Instructions to follow. Exact reproduction required: the lines below from the line with "use super::transcribe::Recognizer;" to the line with "impl Downloader for", both ends included, and no others.

Collected data.
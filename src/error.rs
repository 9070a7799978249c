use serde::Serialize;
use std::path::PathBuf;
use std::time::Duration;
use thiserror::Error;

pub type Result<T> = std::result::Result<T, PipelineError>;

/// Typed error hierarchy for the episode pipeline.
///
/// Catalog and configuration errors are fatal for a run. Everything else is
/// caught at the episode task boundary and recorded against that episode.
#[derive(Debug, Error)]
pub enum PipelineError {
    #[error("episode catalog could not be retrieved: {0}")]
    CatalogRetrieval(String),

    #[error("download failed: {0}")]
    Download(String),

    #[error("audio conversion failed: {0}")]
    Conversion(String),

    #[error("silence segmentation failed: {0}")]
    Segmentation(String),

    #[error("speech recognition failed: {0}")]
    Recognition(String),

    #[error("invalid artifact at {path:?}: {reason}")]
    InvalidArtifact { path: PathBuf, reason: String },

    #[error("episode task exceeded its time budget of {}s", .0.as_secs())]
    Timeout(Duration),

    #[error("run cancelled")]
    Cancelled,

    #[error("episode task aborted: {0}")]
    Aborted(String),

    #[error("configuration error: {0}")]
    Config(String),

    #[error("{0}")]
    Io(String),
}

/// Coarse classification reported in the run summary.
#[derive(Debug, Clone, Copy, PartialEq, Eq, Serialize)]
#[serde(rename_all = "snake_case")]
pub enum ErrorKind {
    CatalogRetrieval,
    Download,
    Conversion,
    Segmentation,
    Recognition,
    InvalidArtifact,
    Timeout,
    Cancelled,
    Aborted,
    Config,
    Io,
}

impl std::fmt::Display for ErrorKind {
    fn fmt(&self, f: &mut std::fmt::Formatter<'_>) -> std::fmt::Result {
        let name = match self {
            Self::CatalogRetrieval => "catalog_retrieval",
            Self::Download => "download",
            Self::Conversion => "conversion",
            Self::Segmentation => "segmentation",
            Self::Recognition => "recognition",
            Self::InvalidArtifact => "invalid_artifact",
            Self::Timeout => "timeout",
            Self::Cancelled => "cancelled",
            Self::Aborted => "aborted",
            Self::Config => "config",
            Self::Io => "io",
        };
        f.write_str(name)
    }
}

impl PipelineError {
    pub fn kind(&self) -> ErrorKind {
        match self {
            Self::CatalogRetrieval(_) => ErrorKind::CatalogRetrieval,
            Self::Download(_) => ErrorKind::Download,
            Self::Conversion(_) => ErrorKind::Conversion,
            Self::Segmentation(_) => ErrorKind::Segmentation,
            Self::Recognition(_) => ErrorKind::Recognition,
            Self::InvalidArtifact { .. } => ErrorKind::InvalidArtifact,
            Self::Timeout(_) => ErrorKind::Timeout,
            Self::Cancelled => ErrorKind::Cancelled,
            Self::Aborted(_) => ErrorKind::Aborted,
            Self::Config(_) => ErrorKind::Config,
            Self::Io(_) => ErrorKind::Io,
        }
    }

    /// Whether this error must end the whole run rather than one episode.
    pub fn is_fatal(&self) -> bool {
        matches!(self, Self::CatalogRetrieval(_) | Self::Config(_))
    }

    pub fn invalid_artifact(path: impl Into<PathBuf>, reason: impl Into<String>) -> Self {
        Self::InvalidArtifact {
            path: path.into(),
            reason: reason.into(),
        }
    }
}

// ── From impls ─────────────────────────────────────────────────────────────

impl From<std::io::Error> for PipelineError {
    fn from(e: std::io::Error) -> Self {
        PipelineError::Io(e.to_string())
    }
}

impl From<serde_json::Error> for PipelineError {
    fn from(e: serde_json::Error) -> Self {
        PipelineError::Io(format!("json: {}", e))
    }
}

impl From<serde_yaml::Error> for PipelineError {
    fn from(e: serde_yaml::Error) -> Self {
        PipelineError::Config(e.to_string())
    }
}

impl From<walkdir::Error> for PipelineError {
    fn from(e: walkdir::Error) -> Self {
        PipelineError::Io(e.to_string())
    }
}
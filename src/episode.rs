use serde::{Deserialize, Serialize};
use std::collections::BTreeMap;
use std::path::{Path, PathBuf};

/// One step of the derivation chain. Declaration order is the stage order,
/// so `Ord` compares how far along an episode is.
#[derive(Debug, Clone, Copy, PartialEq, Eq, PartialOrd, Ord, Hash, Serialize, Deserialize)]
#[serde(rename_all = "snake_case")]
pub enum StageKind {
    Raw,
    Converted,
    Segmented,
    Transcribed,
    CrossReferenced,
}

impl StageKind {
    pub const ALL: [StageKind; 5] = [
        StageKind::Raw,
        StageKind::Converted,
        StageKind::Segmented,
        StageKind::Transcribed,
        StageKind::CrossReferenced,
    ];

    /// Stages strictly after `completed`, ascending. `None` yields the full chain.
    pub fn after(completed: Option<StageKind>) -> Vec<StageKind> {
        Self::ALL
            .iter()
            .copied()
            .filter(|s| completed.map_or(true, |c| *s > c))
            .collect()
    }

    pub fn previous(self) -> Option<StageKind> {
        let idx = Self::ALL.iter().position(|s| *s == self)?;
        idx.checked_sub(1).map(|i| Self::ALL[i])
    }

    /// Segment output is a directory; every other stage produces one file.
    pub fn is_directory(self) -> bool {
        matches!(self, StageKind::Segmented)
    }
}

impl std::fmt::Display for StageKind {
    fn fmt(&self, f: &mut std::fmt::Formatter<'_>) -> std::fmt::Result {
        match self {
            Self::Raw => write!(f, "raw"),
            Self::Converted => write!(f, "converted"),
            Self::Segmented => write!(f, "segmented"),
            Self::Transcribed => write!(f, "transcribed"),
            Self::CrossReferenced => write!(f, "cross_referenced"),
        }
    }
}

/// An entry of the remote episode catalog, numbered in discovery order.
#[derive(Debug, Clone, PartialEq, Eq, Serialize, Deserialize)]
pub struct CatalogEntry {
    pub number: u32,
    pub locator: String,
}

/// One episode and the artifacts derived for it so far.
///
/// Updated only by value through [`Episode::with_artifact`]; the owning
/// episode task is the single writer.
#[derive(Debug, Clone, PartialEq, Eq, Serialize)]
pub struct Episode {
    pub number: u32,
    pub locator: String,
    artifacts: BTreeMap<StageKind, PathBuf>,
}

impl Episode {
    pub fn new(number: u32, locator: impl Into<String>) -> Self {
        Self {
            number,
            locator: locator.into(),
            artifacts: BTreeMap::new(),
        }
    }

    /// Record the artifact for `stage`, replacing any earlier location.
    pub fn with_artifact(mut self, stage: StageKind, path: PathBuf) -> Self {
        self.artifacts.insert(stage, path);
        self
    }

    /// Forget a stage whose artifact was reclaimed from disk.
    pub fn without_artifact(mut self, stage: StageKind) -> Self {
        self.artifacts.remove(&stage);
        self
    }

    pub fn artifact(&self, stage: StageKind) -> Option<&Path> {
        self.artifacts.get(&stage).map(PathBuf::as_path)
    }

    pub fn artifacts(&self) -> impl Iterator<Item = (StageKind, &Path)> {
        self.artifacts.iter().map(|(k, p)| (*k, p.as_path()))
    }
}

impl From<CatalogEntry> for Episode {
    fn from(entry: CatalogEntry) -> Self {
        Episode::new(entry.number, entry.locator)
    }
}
...
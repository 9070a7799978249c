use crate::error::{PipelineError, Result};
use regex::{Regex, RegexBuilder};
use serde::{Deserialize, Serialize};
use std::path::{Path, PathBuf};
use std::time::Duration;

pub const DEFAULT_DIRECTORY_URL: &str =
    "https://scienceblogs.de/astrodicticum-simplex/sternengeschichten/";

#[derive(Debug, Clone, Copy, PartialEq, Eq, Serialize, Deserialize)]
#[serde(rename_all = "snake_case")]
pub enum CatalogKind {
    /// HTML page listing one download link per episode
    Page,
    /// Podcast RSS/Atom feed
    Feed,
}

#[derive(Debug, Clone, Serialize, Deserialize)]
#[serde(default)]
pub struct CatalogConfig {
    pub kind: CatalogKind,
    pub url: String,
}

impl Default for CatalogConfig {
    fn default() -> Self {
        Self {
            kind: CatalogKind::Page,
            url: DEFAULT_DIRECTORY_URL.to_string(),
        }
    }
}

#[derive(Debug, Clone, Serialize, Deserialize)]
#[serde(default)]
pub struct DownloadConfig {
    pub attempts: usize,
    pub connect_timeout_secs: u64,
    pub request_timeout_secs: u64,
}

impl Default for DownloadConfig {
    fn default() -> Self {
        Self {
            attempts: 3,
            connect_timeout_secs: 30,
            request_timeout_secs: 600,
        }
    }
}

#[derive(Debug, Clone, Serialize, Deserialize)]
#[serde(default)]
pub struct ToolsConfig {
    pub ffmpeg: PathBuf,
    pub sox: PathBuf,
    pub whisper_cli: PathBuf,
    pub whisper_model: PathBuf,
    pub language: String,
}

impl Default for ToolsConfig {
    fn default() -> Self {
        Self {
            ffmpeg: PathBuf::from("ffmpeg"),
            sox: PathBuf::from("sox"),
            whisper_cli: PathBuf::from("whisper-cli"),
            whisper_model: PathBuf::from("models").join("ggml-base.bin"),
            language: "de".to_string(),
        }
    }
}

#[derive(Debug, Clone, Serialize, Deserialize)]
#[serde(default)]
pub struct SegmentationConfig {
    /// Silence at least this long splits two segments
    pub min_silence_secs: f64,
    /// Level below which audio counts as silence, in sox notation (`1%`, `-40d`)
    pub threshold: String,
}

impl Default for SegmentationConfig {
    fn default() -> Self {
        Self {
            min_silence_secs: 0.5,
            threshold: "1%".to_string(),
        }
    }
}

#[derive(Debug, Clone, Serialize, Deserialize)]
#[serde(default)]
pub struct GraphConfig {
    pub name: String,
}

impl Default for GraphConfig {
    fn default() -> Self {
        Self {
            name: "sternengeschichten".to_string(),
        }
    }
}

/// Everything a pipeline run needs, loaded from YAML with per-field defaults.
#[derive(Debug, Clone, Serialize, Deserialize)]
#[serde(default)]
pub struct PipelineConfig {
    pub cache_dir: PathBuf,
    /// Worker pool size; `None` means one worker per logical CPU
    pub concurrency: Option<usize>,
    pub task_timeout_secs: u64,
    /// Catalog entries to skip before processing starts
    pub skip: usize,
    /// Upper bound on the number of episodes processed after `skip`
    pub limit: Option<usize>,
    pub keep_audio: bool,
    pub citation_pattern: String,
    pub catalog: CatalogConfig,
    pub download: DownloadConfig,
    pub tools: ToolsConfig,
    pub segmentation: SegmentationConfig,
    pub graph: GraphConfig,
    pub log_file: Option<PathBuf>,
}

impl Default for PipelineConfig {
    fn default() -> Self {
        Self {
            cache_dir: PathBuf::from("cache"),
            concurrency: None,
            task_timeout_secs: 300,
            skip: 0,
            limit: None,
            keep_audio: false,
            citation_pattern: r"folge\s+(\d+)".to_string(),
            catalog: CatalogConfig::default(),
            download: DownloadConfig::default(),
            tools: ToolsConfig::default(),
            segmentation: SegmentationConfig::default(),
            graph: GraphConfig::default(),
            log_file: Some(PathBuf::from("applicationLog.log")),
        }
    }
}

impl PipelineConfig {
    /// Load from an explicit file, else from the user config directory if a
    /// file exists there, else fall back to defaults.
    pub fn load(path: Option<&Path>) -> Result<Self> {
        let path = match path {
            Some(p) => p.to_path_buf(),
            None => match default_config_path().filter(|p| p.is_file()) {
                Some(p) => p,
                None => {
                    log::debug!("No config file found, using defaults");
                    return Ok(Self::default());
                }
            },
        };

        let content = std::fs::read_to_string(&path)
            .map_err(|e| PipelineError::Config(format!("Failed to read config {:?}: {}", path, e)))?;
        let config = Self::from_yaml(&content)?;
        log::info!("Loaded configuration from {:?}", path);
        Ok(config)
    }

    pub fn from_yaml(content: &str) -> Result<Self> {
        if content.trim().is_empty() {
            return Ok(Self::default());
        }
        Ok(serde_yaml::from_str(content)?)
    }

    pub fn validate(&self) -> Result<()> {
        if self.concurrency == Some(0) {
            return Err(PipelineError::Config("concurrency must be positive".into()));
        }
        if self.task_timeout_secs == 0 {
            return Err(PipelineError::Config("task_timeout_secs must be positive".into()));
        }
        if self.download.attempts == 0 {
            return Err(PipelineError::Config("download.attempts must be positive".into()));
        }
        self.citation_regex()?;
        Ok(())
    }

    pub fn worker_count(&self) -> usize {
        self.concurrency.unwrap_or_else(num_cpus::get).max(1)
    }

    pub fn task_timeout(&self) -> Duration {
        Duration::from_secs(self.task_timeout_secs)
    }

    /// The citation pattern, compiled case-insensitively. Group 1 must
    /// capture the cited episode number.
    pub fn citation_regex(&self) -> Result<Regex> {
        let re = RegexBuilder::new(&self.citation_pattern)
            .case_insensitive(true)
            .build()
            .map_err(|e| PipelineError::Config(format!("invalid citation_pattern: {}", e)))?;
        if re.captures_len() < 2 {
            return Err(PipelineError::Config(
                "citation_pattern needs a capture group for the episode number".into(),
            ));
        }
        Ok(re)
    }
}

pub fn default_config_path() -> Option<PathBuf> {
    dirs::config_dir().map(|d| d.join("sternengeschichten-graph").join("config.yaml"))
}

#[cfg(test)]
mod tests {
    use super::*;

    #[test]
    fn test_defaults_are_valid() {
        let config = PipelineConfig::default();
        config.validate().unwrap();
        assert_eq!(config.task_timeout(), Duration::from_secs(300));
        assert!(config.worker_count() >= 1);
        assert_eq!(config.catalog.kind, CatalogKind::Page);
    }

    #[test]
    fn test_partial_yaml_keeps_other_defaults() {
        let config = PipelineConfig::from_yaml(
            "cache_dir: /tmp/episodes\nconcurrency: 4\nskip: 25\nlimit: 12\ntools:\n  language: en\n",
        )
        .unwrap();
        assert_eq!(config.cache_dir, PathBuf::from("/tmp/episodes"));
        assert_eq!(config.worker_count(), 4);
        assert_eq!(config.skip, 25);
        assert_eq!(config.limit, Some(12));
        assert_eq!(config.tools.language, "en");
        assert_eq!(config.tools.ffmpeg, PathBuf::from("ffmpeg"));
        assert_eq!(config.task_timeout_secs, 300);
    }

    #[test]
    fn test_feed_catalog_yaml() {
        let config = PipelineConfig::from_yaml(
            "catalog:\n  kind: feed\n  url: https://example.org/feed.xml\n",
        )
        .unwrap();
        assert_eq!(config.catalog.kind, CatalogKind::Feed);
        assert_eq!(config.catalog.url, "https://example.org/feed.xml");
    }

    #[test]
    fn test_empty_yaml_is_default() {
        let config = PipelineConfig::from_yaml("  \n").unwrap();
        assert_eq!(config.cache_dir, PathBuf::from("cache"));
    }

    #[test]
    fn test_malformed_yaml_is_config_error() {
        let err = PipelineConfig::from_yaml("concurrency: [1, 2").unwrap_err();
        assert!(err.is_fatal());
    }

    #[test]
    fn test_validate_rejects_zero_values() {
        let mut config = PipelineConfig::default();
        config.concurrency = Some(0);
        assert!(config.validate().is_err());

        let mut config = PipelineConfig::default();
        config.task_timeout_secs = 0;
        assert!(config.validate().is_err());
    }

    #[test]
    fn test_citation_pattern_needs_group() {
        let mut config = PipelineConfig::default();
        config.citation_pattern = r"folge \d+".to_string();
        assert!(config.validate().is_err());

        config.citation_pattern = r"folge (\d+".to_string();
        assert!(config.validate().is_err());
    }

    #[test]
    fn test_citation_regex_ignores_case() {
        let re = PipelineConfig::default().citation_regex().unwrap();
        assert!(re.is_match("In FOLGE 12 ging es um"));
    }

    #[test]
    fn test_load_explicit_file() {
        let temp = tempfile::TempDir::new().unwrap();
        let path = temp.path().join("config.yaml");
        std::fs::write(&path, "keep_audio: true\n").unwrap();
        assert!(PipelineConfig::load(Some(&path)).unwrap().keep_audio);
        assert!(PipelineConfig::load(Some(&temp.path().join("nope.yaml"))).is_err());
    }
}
* * *
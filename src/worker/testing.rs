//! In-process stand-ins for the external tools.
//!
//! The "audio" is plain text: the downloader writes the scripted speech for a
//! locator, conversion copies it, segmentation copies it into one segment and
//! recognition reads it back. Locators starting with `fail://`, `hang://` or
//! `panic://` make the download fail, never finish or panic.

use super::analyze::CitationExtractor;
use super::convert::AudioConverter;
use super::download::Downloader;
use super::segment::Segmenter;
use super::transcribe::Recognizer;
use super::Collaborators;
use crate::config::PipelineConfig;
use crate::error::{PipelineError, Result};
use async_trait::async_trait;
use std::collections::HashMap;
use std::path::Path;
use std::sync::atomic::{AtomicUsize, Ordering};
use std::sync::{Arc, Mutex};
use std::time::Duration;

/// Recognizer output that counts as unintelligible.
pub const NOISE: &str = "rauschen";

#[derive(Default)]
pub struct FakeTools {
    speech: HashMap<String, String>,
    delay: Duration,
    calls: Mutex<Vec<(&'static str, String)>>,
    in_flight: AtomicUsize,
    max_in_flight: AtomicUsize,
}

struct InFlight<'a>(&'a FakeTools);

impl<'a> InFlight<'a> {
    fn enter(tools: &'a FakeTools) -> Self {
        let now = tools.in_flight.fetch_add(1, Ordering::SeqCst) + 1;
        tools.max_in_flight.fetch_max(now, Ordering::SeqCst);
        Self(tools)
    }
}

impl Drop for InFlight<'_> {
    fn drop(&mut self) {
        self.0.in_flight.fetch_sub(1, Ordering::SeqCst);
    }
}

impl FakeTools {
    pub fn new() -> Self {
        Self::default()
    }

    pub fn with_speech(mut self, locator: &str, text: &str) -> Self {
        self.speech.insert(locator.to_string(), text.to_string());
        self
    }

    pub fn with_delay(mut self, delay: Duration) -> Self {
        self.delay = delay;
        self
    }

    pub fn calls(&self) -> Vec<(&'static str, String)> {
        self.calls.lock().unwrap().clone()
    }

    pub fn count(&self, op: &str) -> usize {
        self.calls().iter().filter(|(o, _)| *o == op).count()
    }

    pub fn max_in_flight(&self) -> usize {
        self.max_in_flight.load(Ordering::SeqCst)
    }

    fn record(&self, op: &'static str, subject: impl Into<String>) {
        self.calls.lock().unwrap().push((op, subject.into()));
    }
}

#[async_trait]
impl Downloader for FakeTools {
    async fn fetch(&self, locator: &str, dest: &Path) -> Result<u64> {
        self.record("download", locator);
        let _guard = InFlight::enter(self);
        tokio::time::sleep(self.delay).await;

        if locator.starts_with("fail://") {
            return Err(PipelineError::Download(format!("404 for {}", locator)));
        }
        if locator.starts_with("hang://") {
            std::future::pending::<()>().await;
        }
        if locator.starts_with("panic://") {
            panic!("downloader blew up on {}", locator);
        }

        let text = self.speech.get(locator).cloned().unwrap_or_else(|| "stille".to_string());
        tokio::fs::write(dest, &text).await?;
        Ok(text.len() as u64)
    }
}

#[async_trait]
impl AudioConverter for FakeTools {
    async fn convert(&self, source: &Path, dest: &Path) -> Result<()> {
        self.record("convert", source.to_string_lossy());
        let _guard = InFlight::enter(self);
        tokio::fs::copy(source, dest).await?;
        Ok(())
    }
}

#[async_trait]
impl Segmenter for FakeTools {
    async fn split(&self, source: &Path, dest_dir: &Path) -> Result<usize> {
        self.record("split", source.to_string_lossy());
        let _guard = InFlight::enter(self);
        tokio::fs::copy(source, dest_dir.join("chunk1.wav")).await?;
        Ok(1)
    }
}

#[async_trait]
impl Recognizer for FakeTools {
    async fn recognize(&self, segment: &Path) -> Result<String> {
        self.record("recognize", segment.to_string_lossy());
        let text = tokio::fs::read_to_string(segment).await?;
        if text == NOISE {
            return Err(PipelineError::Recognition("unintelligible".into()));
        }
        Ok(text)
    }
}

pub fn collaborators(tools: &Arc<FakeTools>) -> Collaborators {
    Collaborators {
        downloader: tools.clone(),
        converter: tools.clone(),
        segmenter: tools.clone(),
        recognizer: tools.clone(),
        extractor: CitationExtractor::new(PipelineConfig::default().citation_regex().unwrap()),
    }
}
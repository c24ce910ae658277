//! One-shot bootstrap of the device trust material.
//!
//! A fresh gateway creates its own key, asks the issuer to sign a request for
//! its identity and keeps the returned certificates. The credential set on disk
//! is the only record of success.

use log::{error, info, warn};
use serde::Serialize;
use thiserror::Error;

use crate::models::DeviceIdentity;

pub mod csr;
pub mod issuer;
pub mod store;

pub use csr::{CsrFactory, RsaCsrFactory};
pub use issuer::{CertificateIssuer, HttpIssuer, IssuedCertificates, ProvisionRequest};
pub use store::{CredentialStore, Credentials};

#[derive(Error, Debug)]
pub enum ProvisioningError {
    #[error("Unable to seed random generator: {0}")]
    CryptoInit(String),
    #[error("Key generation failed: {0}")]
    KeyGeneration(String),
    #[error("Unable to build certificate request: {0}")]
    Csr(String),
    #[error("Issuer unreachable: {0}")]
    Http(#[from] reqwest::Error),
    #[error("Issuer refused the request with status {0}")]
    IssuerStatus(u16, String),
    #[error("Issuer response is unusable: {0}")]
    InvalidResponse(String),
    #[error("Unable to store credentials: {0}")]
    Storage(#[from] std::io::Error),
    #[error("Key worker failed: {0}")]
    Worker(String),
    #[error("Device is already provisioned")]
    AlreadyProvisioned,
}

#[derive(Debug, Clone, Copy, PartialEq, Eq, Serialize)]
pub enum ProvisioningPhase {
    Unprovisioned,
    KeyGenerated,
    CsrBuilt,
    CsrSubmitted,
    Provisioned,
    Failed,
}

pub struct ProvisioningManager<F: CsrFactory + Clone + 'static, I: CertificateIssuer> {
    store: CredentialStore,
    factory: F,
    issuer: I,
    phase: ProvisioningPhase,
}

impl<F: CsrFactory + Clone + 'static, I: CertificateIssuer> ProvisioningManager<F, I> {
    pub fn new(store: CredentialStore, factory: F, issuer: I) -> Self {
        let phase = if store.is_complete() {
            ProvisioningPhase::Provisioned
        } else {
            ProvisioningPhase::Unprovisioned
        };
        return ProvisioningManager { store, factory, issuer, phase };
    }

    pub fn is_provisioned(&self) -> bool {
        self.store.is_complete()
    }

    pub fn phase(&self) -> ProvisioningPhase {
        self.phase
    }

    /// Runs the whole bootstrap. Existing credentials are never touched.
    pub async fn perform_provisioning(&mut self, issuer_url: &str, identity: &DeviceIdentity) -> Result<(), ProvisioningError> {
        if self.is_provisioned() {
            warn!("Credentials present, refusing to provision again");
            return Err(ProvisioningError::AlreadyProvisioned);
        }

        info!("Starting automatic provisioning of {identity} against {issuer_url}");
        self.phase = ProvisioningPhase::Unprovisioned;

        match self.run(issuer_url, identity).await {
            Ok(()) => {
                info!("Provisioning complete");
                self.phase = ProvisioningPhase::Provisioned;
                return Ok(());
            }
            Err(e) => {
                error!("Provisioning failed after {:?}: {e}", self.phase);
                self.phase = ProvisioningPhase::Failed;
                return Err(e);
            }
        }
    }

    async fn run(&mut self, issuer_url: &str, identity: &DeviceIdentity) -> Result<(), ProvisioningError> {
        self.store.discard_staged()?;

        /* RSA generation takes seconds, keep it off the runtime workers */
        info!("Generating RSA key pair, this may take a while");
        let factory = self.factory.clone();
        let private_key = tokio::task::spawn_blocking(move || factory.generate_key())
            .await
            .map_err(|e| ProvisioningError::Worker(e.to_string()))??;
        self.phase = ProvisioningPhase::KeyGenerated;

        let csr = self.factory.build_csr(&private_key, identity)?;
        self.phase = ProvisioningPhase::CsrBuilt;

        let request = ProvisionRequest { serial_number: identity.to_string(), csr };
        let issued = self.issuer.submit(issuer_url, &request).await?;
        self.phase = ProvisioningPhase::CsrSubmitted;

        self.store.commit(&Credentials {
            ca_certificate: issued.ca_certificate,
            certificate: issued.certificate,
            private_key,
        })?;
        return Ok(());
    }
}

Completed task.
use super::transcribe::Recognizer;
use super::Collaborators;
use crate::config::PipelineConfig;
use crate::error::{PipelineError, Result};
use async_trait::async_trait;
use std::collections::HashMap;
use std::path::Path;
use std::sync::atomic::{AtomicUsize, Ordering};
use std::sync::{Arc, Mutex};
use std::time::Duration;

/// Recognizer output that counts as unintelligible.
pub const NOISE: &str = "rauschen";

#[derive(Default)]
pub struct FakeTools {
    speech: HashMap<String, String>,
    delay: Duration,
    calls: Mutex<Vec<(&'static str, String)>>,
    in_flight: AtomicUsize,
    max_in_flight: AtomicUsize,
}

struct InFlight<'a>(&'a FakeTools);

impl<'a> InFlight<'a> {
    fn enter(tools: &'a FakeTools) -> Self {
        let now = tools.in_flight.fetch_add(1, Ordering::SeqCst) + 1;
        tools.max_in_flight.fetch_max(now, Ordering::SeqCst);
        Self(tools)
    }
}

impl Drop for InFlight<'_> {
    fn drop(&mut self) {
        self.0.in_flight.fetch_sub(1, Ordering::SeqCst);
    }
}

impl FakeTools {
    pub fn new() -> Self {
        Self::default()
    }

    pub fn with_speech(mut self, locator: &str, text: &str) -> Self {
        self.speech.insert(locator.to_string(), text.to_string());
        self
    }

    pub fn with_delay(mut self, delay: Duration) -> Self {
        self.delay = delay;
        self
    }

    pub fn calls(&self) -> Vec<(&'static str, String)> {
        self.calls.lock().unwrap().clone()
    }

    pub fn count(&self, op: &str) -> usize {
        self.calls().iter().filter(|(o, _)| *o == op).count()
    }

    pub fn max_in_flight(&self) -> usize {
        self.max_in_flight.load(Ordering::SeqCst)
    }

    fn record(&self, op: &'static str, subject: impl Into<String>) {
        self.calls.lock().unwrap().push((op, subject.into()));
    }
}

#[async_trait]
impl Downloader for FakeTools {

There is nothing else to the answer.